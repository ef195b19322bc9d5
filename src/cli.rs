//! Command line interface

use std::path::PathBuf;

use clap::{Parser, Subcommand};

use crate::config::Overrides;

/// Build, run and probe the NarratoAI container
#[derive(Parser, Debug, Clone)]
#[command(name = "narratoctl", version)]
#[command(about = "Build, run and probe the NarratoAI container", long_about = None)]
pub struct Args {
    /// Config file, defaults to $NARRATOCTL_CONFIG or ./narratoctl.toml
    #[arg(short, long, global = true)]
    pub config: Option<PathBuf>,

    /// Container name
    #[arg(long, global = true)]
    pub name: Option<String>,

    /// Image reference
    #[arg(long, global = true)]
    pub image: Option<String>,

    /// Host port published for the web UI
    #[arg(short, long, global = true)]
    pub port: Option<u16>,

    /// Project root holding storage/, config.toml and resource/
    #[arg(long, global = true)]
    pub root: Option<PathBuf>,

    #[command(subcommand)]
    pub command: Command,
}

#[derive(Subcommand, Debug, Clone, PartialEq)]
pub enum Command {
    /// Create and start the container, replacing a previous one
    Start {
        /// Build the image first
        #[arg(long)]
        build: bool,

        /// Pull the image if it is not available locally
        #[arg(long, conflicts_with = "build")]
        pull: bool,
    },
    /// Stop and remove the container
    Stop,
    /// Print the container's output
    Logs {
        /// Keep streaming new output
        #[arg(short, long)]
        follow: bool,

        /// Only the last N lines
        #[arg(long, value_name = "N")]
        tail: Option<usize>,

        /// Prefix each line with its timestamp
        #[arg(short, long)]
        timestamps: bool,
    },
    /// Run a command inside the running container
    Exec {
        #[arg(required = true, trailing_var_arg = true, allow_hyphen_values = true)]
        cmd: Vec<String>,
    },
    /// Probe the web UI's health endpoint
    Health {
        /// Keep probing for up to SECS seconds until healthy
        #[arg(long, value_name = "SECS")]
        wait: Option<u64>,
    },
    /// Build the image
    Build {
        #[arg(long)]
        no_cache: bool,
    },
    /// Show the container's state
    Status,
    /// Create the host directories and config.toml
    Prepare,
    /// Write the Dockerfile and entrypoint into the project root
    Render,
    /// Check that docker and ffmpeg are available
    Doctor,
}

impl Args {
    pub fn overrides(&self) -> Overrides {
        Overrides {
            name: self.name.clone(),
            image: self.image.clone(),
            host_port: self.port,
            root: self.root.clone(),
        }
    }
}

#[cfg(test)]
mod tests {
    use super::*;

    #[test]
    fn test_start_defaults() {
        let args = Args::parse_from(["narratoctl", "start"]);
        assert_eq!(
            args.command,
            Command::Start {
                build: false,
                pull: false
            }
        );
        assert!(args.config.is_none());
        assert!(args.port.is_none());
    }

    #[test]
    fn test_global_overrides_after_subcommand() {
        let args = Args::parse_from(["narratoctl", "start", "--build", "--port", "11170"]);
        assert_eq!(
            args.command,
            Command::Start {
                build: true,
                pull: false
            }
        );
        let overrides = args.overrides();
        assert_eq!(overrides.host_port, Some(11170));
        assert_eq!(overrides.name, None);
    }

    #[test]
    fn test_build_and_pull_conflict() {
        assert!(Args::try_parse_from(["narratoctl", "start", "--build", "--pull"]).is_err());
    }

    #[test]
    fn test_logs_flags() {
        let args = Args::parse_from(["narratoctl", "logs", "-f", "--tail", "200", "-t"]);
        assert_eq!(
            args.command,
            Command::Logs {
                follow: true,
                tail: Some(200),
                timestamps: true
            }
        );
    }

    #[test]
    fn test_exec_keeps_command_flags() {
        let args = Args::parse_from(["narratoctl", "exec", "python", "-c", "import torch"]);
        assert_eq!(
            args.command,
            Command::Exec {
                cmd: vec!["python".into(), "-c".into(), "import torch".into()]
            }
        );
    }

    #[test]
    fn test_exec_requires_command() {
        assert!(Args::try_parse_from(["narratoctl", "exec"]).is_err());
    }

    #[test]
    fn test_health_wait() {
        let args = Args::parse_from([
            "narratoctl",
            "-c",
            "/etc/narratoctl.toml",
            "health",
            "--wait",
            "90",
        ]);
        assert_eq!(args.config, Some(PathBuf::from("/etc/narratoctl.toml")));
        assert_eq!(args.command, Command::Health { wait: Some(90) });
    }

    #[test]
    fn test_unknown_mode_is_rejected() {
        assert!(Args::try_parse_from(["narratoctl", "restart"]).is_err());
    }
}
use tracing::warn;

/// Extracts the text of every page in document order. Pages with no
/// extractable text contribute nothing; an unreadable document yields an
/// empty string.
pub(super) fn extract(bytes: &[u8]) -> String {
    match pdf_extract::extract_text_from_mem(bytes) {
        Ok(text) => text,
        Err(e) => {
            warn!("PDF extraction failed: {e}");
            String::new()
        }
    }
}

> _Task directions_: Copy out the entire material verbatim.

> _Written answer_:
repository ef195b19322bc9d5
filename src/cli.rs
//! Command line interface

use std::path::PathBuf;

use clap::{Parser, Subcommand};

use crate::config::Overrides;

/// Build, run and probe the NarratoAI container
#[derive(Parser, Debug, Clone)]
#[command(name = "narratoctl", version)]
#[command(about = "Build, run and probe the NarratoAI container", long_about = None)]
pub struct Args {
    /// Config file, defaults to $NARRATOCTL_CONFIG or ./narratoctl.toml
    #[arg(short, long, global = true)]
    pub config: Option<PathBuf>,

    /// Container name
    #[arg(long, global = true)]
    pub name: Option<String>,

    /// Image reference
    #[arg(long, global = true)]
    pub image: Option<String>,

    /// Host port published for the web UI
    #[arg(short, long, global = true)]
    pub port: Option<u16>,

    /// Project root holding storage/, config.toml and resource/
    #[arg(long, global = true)]
    pub root: Option<PathBuf>,

    #[command(subcommand)]
    pub command: Command,
}

#[derive(Subcommand, Debug, Clone, PartialEq)]
pub enum Command {
    /// Create and start the container, replacing a previous one
    Start {
        /// Build the image first
        #[arg(long)]
        build: bool,

        /// Pull the image if it is not available locally
        #[arg(long, conflicts_with = "build")]
        pull: bool,
    },
    /// Stop and remove the container
    Stop,
    /// Print the container's output
    Logs {
        /// Keep streaming new output
        #[arg(short, long)]
        follow: bool,

        /// Only the last N lines
        #[arg(long, value_name = "N")]
        tail: Option<usize>,

        /// Prefix each line with its timestamp
        #[arg(short, long)]
        timestamps: bool,
    },
    /// Run a command inside the running container
    Exec {
        #[arg(required = true, trailing_var_arg = true, allow_hyphen_values = true)]
        cmd: Vec<String>,
    },
    /// Probe the web UI's health endpoint
    Health {
        /// Keep probing for up to SECS seconds until healthy
        #[arg(long, value_name = "SECS")]
        wait: Option<u64>,
    },
    /// Build the image
    Build {
        #[arg(long)]
        no_cache: bool,
    },
    /// Show the container's state
    Status,
    /// Create the host directories and config.toml
    Prepare,
    /// Write the Dockerfile and entrypoint into the project root
    Render,
    /// Check that docker and ffmpeg are available
    Doctor,
}

impl Args {
    pub fn overrides(&self) -> Overrides {
        Overrides {
            name: self.name.clone(),
            image: self.image.clone(),
            host_port: self.port,
            root: self.root.clone(),
        }
    }
}

#[cfg(test)]
mod tests {
    use super::*;

    #[test]
    fn test_start_defaults() {
        let args = Args::parse_from(["narratoctl", "start"]);
        assert_eq!(
            args.command,
            Command::Start {
                build: false,
                pull: false
            }
        );
        assert!(args.config.is_none());
        assert!(args.port.is_none());
    }

    #[test]
    fn test_global_overrides_after_subcommand() {
        let args = Args::parse_from(["narratoctl", "start", "--build", "--port", "11170"]);
        assert_eq!(
            args.command,
            Command::Start {
                build: true,
                pull: false
            }
        );
        let overrides = args.overrides();
        assert_eq!(overrides.host_port, Some(11170));
        assert_eq!(overrides.name, None);
    }

    #[test]
    fn test_build_and_pull_conflict() {
        assert!(Args::try_parse_from(["narratoctl", "start", "--build", "--pull"]).is_err());
    }

    #[test]
    fn test_logs_flags() {
        let args = Args::parse_from(["narratoctl", "logs", "-f", "--tail", "200", "-t"]);
        assert_eq!(
            args.command,
            Command::Logs {
                follow: true,
                tail: Some(200),
                timestamps: true
            }
        );
    }

    #[test]
    fn test_exec_keeps_command_flags() {
        let args = Args::parse_from(["narratoctl", "exec", "python", "-c", "import torch"]);
        assert_eq!(
            args.command,
            Command::Exec {
                cmd: vec!["python".into(), "-c".into(), "import torch".into()]
            }
        );
    }

    #[test]
    fn test_exec_requires_command() {
        assert!(Args::try_parse_from(["narratoctl", "exec"]).is_err());
    }

    #[test]
    fn test_health_wait() {
        let args = Args::parse_from([
            "narratoctl",
            "-c",
            "/etc/narratoctl.toml",
            "health",
            "--wait",
            "90",
        ]);
        assert_eq!(args.config, Some(PathBuf::from("/etc/narratoctl.toml")));
        assert_eq!(args.command, Command::Health { wait: Some(90) });
    }

    #[test]
    fn test_unknown_mode_is_rejected() {
        assert!(Args::try_parse_from(["narratoctl", "restart"]).is_err());
    }
}
use tracing::warn;

/// Extracts the text of every page in document order. Pages with no
/// extractable text contribute nothing; an unreadable document yields an
/// empty string.
pub(super) fn extract(bytes: &[u8]) -> String {
    match pdf_extract::extract_text_from_mem(bytes) {
        Ok(text) => text,
        Err(e) => {
            warn!("PDF extraction failed: {e}");
            String::new()
        }
    }
}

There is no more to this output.